File: icarus/core/api.py (add)

from icarus.core.telegram.bot_handler import handle_telegram_webhook

@app.post("/telegram/webhook")
async def telegram_webhook(request: Request):
    """Receive Telegram bot updates."""
    return await handle_telegram_webhook(request)

3. Webhook Setup

One-time setup:

# Set webhook to point to Icarus
# Run locally or via curl:

TELEGRAM_TOKEN="8469114191:AAG6w4-uo4VZ8HV3d_wGUOf-KFuvJhSMCbw"
WEBHOOK_URL="https://icarus-test.hoffdesk.com/telegram/webhook"

curl -X POST "https://api.telegram.org/bot${TELEGRAM_TOKEN}/setWebhook" \
    -d "url=${WEBHOOK_URL}"

# Verify
curl "https://api.telegram.org/bot${TELEGRAM_TOKEN}/getWebhookInfo"

4. Security

  • Webhook endpoint validates Telegram signature (optional for MVP)
  • Only allowlisted user IDs can trigger processing
  • Bot token stored in staging.env (already there)

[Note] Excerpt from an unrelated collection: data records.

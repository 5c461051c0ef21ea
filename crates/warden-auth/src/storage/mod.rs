//! Storage traits for the authentication pipeline.
//!
//! This module defines the interfaces for:
//!
//! - The authoritative session source
//! - The shared session cache
//! - The admin user directory
//!
//! # Implementations
//!
//! - `warden-auth-postgres` - PostgreSQL session source and user directory
//! - `warden-server` - Redis and in-process cache backends
//! - [`crate::session::RemoteSessionSource`] - HTTP identity service client

pub mod cache;
pub mod session;
pub mod user;

pub use cache::{CacheError, CacheResult, SessionCache};
pub use session::SessionSource;
pub use user::{
    GrowthStats, SortOrder, User, UserDirectory, UserPage, UserQuery, UserQueryError, UserSortField,
    UserStats, UserStatus, percentage_growth,
};
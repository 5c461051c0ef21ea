//! Authentication pipeline configuration.
//!
//! Covers the credential signing secret, the per-request deadline, the
//! session cache lifetime and where activity events are routed.

use serde::{Deserialize, Serialize};
use std::time::Duration;

/// Root configuration for the authentication pipeline.
///
/// # Example (TOML)
///
/// ```toml
/// [auth]
/// jwt_secret = "change-me"
/// request_timeout = "10s"
/// admin_role = "admin"
///
/// [auth.session]
/// cache_ttl = "30m"
///
/// [auth.activity]
/// exchange = "warden.events"
/// routing_key = "user.activity"
/// ```
#[derive(Debug, Clone, Deserialize, Serialize)]
#[serde(default)]
pub struct AuthConfig {
    /// Symmetric secret shared with the identity provider for HS256/384/512 tokens.
    pub jwt_secret: String,

    /// Upper bound for every external call made while authenticating a request.
    #[serde(with = "humantime_serde")]
    pub request_timeout: Duration,

    /// Role required by the admin route group.
    pub admin_role: String,

    /// Session cache settings.
    pub session: SessionConfig,

    /// Activity event routing.
    pub activity: ActivityConfig,
}

impl Default for AuthConfig {
    fn default() -> Self {
        Self {
            jwt_secret: String::new(),
            request_timeout: Duration::from_secs(10),
            admin_role: "admin".to_string(),
            session: SessionConfig::default(),
            activity: ActivityConfig::default(),
        }
    }
}

/// Session cache configuration.
#[derive(Debug, Clone, Deserialize, Serialize)]
#[serde(default)]
pub struct SessionConfig {
    /// Maximum lifetime of a cached session entry.
    /// The effective TTL is further capped by the session's own expiry.
    #[serde(with = "humantime_serde")]
    pub cache_ttl: Duration,
}

impl Default for SessionConfig {
    fn default() -> Self {
        Self {
            cache_ttl: Duration::from_secs(30 * 60),
        }
    }
}

/// Activity event publishing configuration.
#[derive(Debug, Clone, Deserialize, Serialize)]
#[serde(default)]
pub struct ActivityConfig {
    /// When disabled, events are dropped without touching the channel.
    pub enabled: bool,

    /// Exchange (topic namespace) events are published to.
    pub exchange: String,

    /// Routing key for user activity events.
    pub routing_key: String,

    /// Service name stamped on events emitted by the authentication gate.
    pub service_name: String,

    /// Bound on a single detached publish.
    #[serde(with = "humantime_serde")]
    pub publish_timeout: Duration,
}

impl Default for ActivityConfig {
    fn default() -> Self {
        Self {
            enabled: true,
            exchange: "warden.events".to_string(),
            routing_key: "user.activity".to_string(),
            service_name: "admin.middleware.auth".to_string(),
            publish_timeout: Duration::from_secs(5),
        }
    }
}

/// Configuration validation errors.
#[derive(Debug, Clone, thiserror::Error)]
pub enum ConfigError {
    /// An invalid configuration value was provided.
    #[error("Invalid configuration value: {0}")]
    InvalidValue(String),

    /// A required configuration value is missing.
    #[error("Missing required configuration: {0}")]
    Missing(String),
}

impl AuthConfig {
    /// Validates the configuration.
    ///
    /// # Errors
    ///
    /// Returns `ConfigError::Missing` if the signing secret is empty, and
    /// `ConfigError::InvalidValue` if:
    /// - the request timeout or cache TTL is zero
    /// - the admin role is empty
    /// - activity is enabled without an exchange or routing key
    pub fn validate(&self) -> Result<(), ConfigError> {
        if self.jwt_secret.is_empty() {
            return Err(ConfigError::Missing("auth.jwt_secret".to_string()));
        }

        if self.request_timeout.is_zero() {
            return Err(ConfigError::InvalidValue(
                "auth.request_timeout must be greater than zero".to_string(),
            ));
        }

        if self.session.cache_ttl.is_zero() {
            return Err(ConfigError::InvalidValue(
                "auth.session.cache_ttl must be greater than zero".to_string(),
            ));
        }

        if self.admin_role.trim().is_empty() {
            return Err(ConfigError::InvalidValue(
                "auth.admin_role cannot be empty".to_string(),
            ));
        }

        if self.activity.enabled {
            if self.activity.exchange.is_empty() {
                return Err(ConfigError::InvalidValue(
                    "auth.activity.exchange cannot be empty".to_string(),
                ));
            }
            if self.activity.routing_key.is_empty() {
                return Err(ConfigError::InvalidValue(
                    "auth.activity.routing_key cannot be empty".to_string(),
                ));
            }
        }

        Ok(())
    }
}
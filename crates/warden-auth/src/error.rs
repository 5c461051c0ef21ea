//! Authentication and authorization error types.
//!
//! Every rejection produced by the request pipeline is an [`AuthError`]. The
//! HTTP mapping lives in [`crate::middleware::error`].

use std::fmt;

/// Errors that can occur while authenticating or authorizing a request.
#[derive(Debug, thiserror::Error)]
pub enum AuthError {
    /// No bearer credential was presented, or the header was not a bearer header.
    #[error("Missing credential")]
    MissingCredential,

    /// The credential failed verification (signature, expiry, kind or shape).
    #[error("Invalid credential: {message}")]
    InvalidCredential {
        /// Description of why the credential was rejected.
        message: String,
    },

    /// The session referenced by the credential is no longer usable.
    #[error("Session expired")]
    SessionExpired,

    /// The authoritative session lookup failed or exceeded the request deadline.
    #[error("Session lookup failed: {message}")]
    SessionLookupFailed {
        /// Description of the underlying failure.
        message: String,
    },

    /// A role-gated route was reached without an authenticated identity.
    #[error("Authentication required")]
    AuthenticationRequired,

    /// The authenticated identity does not hold the required role.
    #[error("Forbidden: {message}")]
    Forbidden {
        /// Description of why access is forbidden.
        message: String,
    },

    /// An error occurred while reading or writing durable auth data.
    #[error("Storage error: {message}")]
    Storage {
        /// Description of the storage error.
        message: String,
    },

    /// The auth configuration is invalid.
    #[error("Configuration error: {message}")]
    Configuration {
        /// Description of the configuration error.
        message: String,
    },

    /// An unexpected internal error occurred.
    #[error("Internal error: {message}")]
    Internal {
        /// Description of the internal error.
        message: String,
    },
}

impl AuthError {
    /// Creates a new `InvalidCredential` error.
    #[must_use]
    pub fn invalid_credential(message: impl Into<String>) -> Self {
        Self::InvalidCredential {
            message: message.into(),
        }
    }

    /// Creates a new `SessionLookupFailed` error.
    #[must_use]
    pub fn session_lookup_failed(message: impl Into<String>) -> Self {
        Self::SessionLookupFailed {
            message: message.into(),
        }
    }

    /// Creates a new `Forbidden` error.
    #[must_use]
    pub fn forbidden(message: impl Into<String>) -> Self {
        Self::Forbidden {
            message: message.into(),
        }
    }

    /// Creates a new `Storage` error.
    #[must_use]
    pub fn storage(message: impl Into<String>) -> Self {
        Self::Storage {
            message: message.into(),
        }
    }

    /// Creates a new `Configuration` error.
    #[must_use]
    pub fn configuration(message: impl Into<String>) -> Self {
        Self::Configuration {
            message: message.into(),
        }
    }

    /// Creates a new `Internal` error.
    #[must_use]
    pub fn internal(message: impl Into<String>) -> Self {
        Self::Internal {
            message: message.into(),
        }
    }

    /// Returns `true` if this error is caused by the caller (4xx equivalent).
    #[must_use]
    pub fn is_client_error(&self) -> bool {
        matches!(
            self,
            Self::MissingCredential
                | Self::InvalidCredential { .. }
                | Self::SessionExpired
                | Self::AuthenticationRequired
                | Self::Forbidden { .. }
        )
    }

    /// Returns `true` if this error is caused by the server (5xx equivalent).
    #[must_use]
    pub fn is_server_error(&self) -> bool {
        !self.is_client_error()
    }

    /// Returns `true` if the caller's identity could not be established.
    #[must_use]
    pub fn is_authentication_error(&self) -> bool {
        matches!(
            self,
            Self::MissingCredential
                | Self::InvalidCredential { .. }
                | Self::SessionExpired
                | Self::AuthenticationRequired
        )
    }

    /// Returns `true` if the identity was established but lacks permission.
    #[must_use]
    pub fn is_authorization_error(&self) -> bool {
        matches!(self, Self::Forbidden { .. })
    }

    /// Returns the error category for logging.
    #[must_use]
    pub fn category(&self) -> ErrorCategory {
        match self {
            Self::MissingCredential => ErrorCategory::Credential,
            Self::InvalidCredential { .. } => ErrorCategory::Credential,
            Self::SessionExpired => ErrorCategory::Session,
            Self::SessionLookupFailed { .. } => ErrorCategory::Infrastructure,
            Self::AuthenticationRequired => ErrorCategory::Authentication,
            Self::Forbidden { .. } => ErrorCategory::Authorization,
            Self::Storage { .. } => ErrorCategory::Infrastructure,
            Self::Configuration { .. } => ErrorCategory::Configuration,
            Self::Internal { .. } => ErrorCategory::Internal,
        }
    }
}

/// Categories of authentication/authorization errors for logging.
#[derive(Debug, Clone, Copy, PartialEq, Eq, Hash)]
pub enum ErrorCategory {
    /// Credential errors (missing, malformed, bad signature, expired).
    Credential,
    /// The session behind a valid credential is unusable.
    Session,
    /// No identity on a route that requires one.
    Authentication,
    /// Permission checks.
    Authorization,
    /// Cache, store or remote service failures.
    Infrastructure,
    /// Configuration errors.
    Configuration,
    /// Internal server errors.
    Internal,
}

impl fmt::Display for ErrorCategory {
    fn fmt(&self, f: &mut fmt::Formatter<'_>) -> fmt::Result {
        match self {
            Self::Credential => write!(f, "credential"),
            Self::Session => write!(f, "session"),
            Self::Authentication => write!(f, "authentication"),
            Self::Authorization => write!(f, "authorization"),
            Self::Infrastructure => write!(f, "infrastructure"),
            Self::Configuration => write!(f, "configuration"),
            Self::Internal => write!(f, "internal"),
        }
    }
}

/// Result type for pipeline operations.
pub type AuthResult<T> = Result<T, AuthError>;
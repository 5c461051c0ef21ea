//! Identity service client used as the authoritative session source.
//!
//! Sessions are read with `GET {base_url}/session/{id}`. The service learns
//! about activity from the published activity events, so
//! [`update_activity`](SessionSource::update_activity) is not sent over HTTP.

use std::time::Duration;

use async_trait::async_trait;
use reqwest::{StatusCode, Url};
use serde::Deserialize;
use time::OffsetDateTime;

use crate::error::{AuthError, AuthResult};
use crate::session::SessionRecord;
use crate::storage::SessionSource;

#[derive(Debug, Deserialize)]
struct SessionEnvelope {
    session: Option<SessionRecord>,
    #[serde(default)]
    status: String,
    #[serde(default)]
    message: String,
}

/// HTTP client for the identity service's session endpoint.
#[derive(Debug, Clone)]
pub struct RemoteSessionSource {
    http_client: reqwest::Client,
    base_url: Url,
}

impl RemoteSessionSource {
    /// Creates a client for the service at `base_url`.
    ///
    /// # Errors
    ///
    /// Returns [`AuthError::Configuration`] if `base_url` is not an absolute
    /// http(s) URL or the HTTP client cannot be built.
    pub fn new(base_url: impl AsRef<str>, request_timeout: Duration) -> AuthResult<Self> {
        let base_url = Url::parse(base_url.as_ref())
            .map_err(|e| AuthError::configuration(format!("session service URL: {e}")))?;
        if base_url.cannot_be_a_base() {
            return Err(AuthError::configuration(format!(
                "session service URL cannot carry a path: {base_url}"
            )));
        }

        let http_client = reqwest::Client::builder()
            .timeout(request_timeout)
            .build()
            .map_err(|e| AuthError::configuration(format!("session service client: {e}")))?;

        Ok(Self {
            http_client,
            base_url,
        })
    }

    /// `{base_url}/session/{session_id}` with the id percent-encoded as one segment.
    fn session_url(&self, session_id: &str) -> Url {
        let mut url = self.base_url.clone();
        if let Ok(mut segments) = url.path_segments_mut() {
            segments.pop_if_empty().push("session").push(session_id);
        }
        url
    }
}

#[async_trait]
impl SessionSource for RemoteSessionSource {
    async fn find_by_id(&self, session_id: &str) -> AuthResult<Option<SessionRecord>> {
        let response = self
            .http_client
            .get(self.session_url(session_id))
            .header("Accept", "application/json")
            .send()
            .await
            .map_err(|e| {
                tracing::warn!(error = %e, session_id, "Failed to call session service");
                AuthError::session_lookup_failed(format!("session service unreachable: {e}"))
            })?;

        match response.status() {
            StatusCode::NOT_FOUND => return Ok(None),
            StatusCode::OK => {}
            status => {
                return Err(AuthError::session_lookup_failed(format!(
                    "session service returned status {}",
                    status.as_u16()
                )));
            }
        }

        let envelope: SessionEnvelope = response.json().await.map_err(|e| {
            tracing::warn!(error = %e, session_id, "Failed to decode session service response");
            AuthError::session_lookup_failed(format!("invalid session service response: {e}"))
        })?;

        tracing::debug!(
            session_id,
            status = %envelope.status,
            message = %envelope.message,
            found = envelope.session.is_some(),
            "Session service answered"
        );

        Ok(envelope.session)
    }

    async fn update_activity(&self, session_id: &str, _at: OffsetDateTime) -> AuthResult<()> {
        tracing::trace!(session_id, "Session activity is delivered through activity events");
        Ok(())
    }

    fn kind(&self) -> &'static str {
        "remote"
    }
}

#[cfg(test)]
mod tests {
    use super::*;
    use wiremock::matchers::{method, path};
    use wiremock::{Mock, MockServer, ResponseTemplate};

    fn source(server: &MockServer) -> RemoteSessionSource {
        RemoteSessionSource::new(server.uri(), Duration::from_secs(2)).unwrap()
    }

    #[tokio::test]
    async fn test_find_existing_session() {
        let server = MockServer::start().await;
        let body = serde_json::json!({
            "session": {
                "session_id": "sess7",
                "user_id": "user42",
                "is_active": true,
                "expires_at": "2099-01-01T00:00:00Z",
                "created_at": "2024-01-01T00:00:00Z",
                "last_active_at": "2024-01-01T00:00:00Z"
            },
            "status": "success",
            "message": "Session found"
        });
        Mock::given(method("GET"))
            .and(path("/session/sess7"))
            .respond_with(ResponseTemplate::new(200).set_body_json(&body))
            .mount(&server)
            .await;

        let record = source(&server).find_by_id("sess7").await.unwrap().unwrap();
        assert_eq!(record.user_id, "user42");
        assert!(record.is_usable_at(OffsetDateTime::now_utc()));
    }

    #[tokio::test]
    async fn test_not_found_is_none() {
        let server = MockServer::start().await;
        Mock::given(method("GET"))
            .and(path("/session/missing"))
            .respond_with(ResponseTemplate::new(404))
            .mount(&server)
            .await;

        assert!(source(&server).find_by_id("missing").await.unwrap().is_none());
    }

    #[tokio::test]
    async fn test_server_error_fails_lookup() {
        let server = MockServer::start().await;
        Mock::given(method("GET"))
            .respond_with(ResponseTemplate::new(503))
            .mount(&server)
            .await;

        let err = source(&server).find_by_id("sess7").await.unwrap_err();
        assert!(matches!(err, AuthError::SessionLookupFailed { .. }));
        assert!(err.to_string().contains("503"));
    }

    #[tokio::test]
    async fn test_garbage_body_fails_lookup() {
        let server = MockServer::start().await;
        Mock::given(method("GET"))
            .respond_with(ResponseTemplate::new(200).set_body_string("<html>"))
            .mount(&server)
            .await;

        assert!(source(&server).find_by_id("sess7").await.is_err());
    }

    #[tokio::test]
    async fn test_trailing_slash_in_base_url() {
        let source = RemoteSessionSource::new("http://auth.local/", Duration::from_secs(1)).unwrap();
        assert_eq!(source.session_url("abc").as_str(), "http://auth.local/session/abc");
        assert_eq!(source.kind(), "remote");
    }

    #[test]
    fn test_session_id_is_one_encoded_segment() {
        let source = RemoteSessionSource::new("http://auth.local/api", Duration::from_secs(1)).unwrap();
        assert_eq!(
            source.session_url("../admin?x=1 y").as_str(),
            "http://auth.local/api/session/..%2Fadmin%3Fx=1%20y"
        );
    }

    #[test]
    fn test_relative_base_url_is_rejected() {
        let err = RemoteSessionSource::new("auth.local", Duration::from_secs(1)).unwrap_err();
        assert!(matches!(err, AuthError::Configuration { .. }));
    }
}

Alternative: Polling (No Webhook)

If webhook setup is problematic, bot can poll Telegram:

# In a background task or separate process
while True:
    updates = await get_updates(offset=last_update_id)
    for update in updates:
        await handle_update(update)
    await asyncio.sleep(5)

Cons: Requires persistent process, not ideal for API server.


User Experience

User: [sends photo of field trip form]

Icarus Bot:
📋 *Field Trip: Museum of Science*

Sully's class is visiting the Museum of Science on May 15, 2026...

*Key Details:*
 date: 2026-05-15
 time: 9:00 AM - 2:00 PM
 location: Museum of Science
 cost: $15
 action_required: Permission slip due May 8

*Suggested Actions:*
 Sign permission slip
 Pack lunch (or buy $8)
 Set reminder for 8:30 AM departure

[Add to Calendar] [Mark Done]

Decision

Approach Time Product Feel Effort
A. Bot Handler (webhook) 2-3 hours ⭐⭐⭐⭐⭐ Medium
B. Wadsworth Proxy 30 min ⭐⭐ Low

Recommendation: Option A — Telegram bot is the natural interface for document ingestion.

Your call: Implement bot handler, or start with Wadsworth proxy for immediate testing?